Gather the lines below that include the string "Clone", copying each in full.
[DATA PROVIDED — start]
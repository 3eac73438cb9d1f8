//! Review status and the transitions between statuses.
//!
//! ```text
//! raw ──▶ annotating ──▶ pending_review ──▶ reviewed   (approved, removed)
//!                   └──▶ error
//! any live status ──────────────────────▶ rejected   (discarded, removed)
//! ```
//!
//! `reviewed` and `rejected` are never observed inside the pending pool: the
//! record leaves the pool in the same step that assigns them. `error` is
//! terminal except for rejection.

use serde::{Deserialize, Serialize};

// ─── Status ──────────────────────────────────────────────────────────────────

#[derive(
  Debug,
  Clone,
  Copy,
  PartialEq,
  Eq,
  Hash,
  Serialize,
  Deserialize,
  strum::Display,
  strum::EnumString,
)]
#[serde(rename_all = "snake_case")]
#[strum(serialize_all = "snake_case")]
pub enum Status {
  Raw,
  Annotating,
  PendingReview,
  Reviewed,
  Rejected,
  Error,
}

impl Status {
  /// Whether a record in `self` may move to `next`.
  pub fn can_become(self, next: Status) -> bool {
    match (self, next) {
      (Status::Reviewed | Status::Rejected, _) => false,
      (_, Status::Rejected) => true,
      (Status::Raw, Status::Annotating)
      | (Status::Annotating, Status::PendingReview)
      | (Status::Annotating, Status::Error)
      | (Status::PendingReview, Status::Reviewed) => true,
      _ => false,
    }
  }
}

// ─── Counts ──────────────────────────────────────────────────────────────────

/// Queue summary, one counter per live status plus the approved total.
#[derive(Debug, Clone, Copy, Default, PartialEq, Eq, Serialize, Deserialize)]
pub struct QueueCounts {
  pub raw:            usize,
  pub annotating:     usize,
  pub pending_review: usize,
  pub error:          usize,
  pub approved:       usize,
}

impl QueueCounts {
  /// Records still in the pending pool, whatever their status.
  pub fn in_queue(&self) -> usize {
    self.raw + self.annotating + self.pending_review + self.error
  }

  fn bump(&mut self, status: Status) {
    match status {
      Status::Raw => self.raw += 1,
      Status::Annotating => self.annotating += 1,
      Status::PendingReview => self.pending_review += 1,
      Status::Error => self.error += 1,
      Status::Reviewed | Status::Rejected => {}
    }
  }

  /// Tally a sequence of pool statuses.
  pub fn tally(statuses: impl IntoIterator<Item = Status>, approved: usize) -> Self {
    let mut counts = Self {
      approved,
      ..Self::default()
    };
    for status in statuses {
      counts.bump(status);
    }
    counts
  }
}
[DATA PROVIDED — finish]
● **RESULT OF THE TASK**
  Clone,
#[derive(Debug, Clone, Copy, Default, PartialEq, Eq, Serialize, Deserialize)]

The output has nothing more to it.